Initial independent validation of a genomic heart failure survival prediction algorithm

Abstract
Biological determinants of survival in advanced heart failure (AdHF) are linked to systems biological properties of disease severity including age, comorbidities, and frailty. We hypothesize that an algorithm trained to predict the survival in severely ill mechanical circulatory support (MCS) AdHF patients can be independently validated in AdHF-cohorts of varying severity undergoing etiology-specific interventions including heart transplantation (HTx), transcatheter aortic valve replacement (TAVR), and continued guidelines directed medical therapy (GDMT). We independently validated our previously published multi-dimensional algorithm, based on 4 clinical parameters and 12 transcriptomic biomarkers, and trained in AdHF patients undergoing MCS-surgery (n = 29), in AdHF patients undergoing TAVR, HTx, MCS, and GDMT-interventions (n = 48). In the independent validation cohort, our algorithm demonstrated 71% sensitivity, 90% specificity, 56% positive predictive value, and 95% negative predictive value, allowing for construction of a prototype survival prediction score.
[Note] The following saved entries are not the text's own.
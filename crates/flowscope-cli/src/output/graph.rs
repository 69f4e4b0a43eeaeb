//! `--format graph` / `--export`: the `{tables, lineage}` JSON shape
//! documented in spec.md §6.

use flowscope_core::TableRegistry;
use serde::Serialize;
use serde_json::{json, Value};

#[derive(Serialize)]
struct GraphTable {
    #[serde(rename = "type")]
    kind: &'static str,
    columns: Vec<String>,
    is_source: bool,
}

#[derive(Serialize)]
struct GraphEdge {
    from: String,
    to: String,
    #[serde(skip_serializing_if = "Option::is_none")]
    expression: Option<String>,
    #[serde(rename = "type")]
    kind: Value,
}

/// Builds the `{tables, lineage}` export shape. `__CONSTANT__` sources are
/// filtered per the invariant in spec.md §8 (they must never reach
/// user-visible output); a constant-only column still appears in its
/// table's `columns` list, just with no incoming lineage edge.
pub fn export_graph(registry: &TableRegistry) -> Value {
    let mut tables = serde_json::Map::new();
    let mut lineage = Vec::new();

    for table in registry.all_tables() {
        let entry = GraphTable {
            kind: table.table_type.as_export_str(),
            columns: table.column_names().into_iter().map(String::from).collect(),
            is_source: table.is_source_table,
        };
        tables.insert(table.name.clone(), serde_json::to_value(entry).expect("GraphTable always serializes"));

        for lineage_col in table.columns.values() {
            let to = format!("{}.{}", table.name, lineage_col.name);
            for source in &lineage_col.sources {
                if source.is_constant() {
                    continue;
                }
                lineage.push(GraphEdge {
                    from: source.qualified_name(),
                    to: to.clone(),
                    expression: lineage_col.expression.clone(),
                    kind: serde_json::to_value(lineage_col.expression_kind).expect("ExpressionKind always serializes"),
                });
            }
        }
    }

    json!({
        "tables": tables,
        "lineage": lineage,
    })
}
While prediction of 1-year survival using clinical parameters alone achieved an AUC = 0.69, addition of 12 differentially expressed genes to the clinical model improved the AUC = 0.90. Our initial validation data suggests that the proposed multi-dimensional algorithm is applicable across various AdHF-risk groups and Surgical-Interventional Therapies (S/IT), increasing survival prediction accuracy compared to clinical data alone and warranting further study in larger cohorts.
Funding Information
  • National Institutes of Health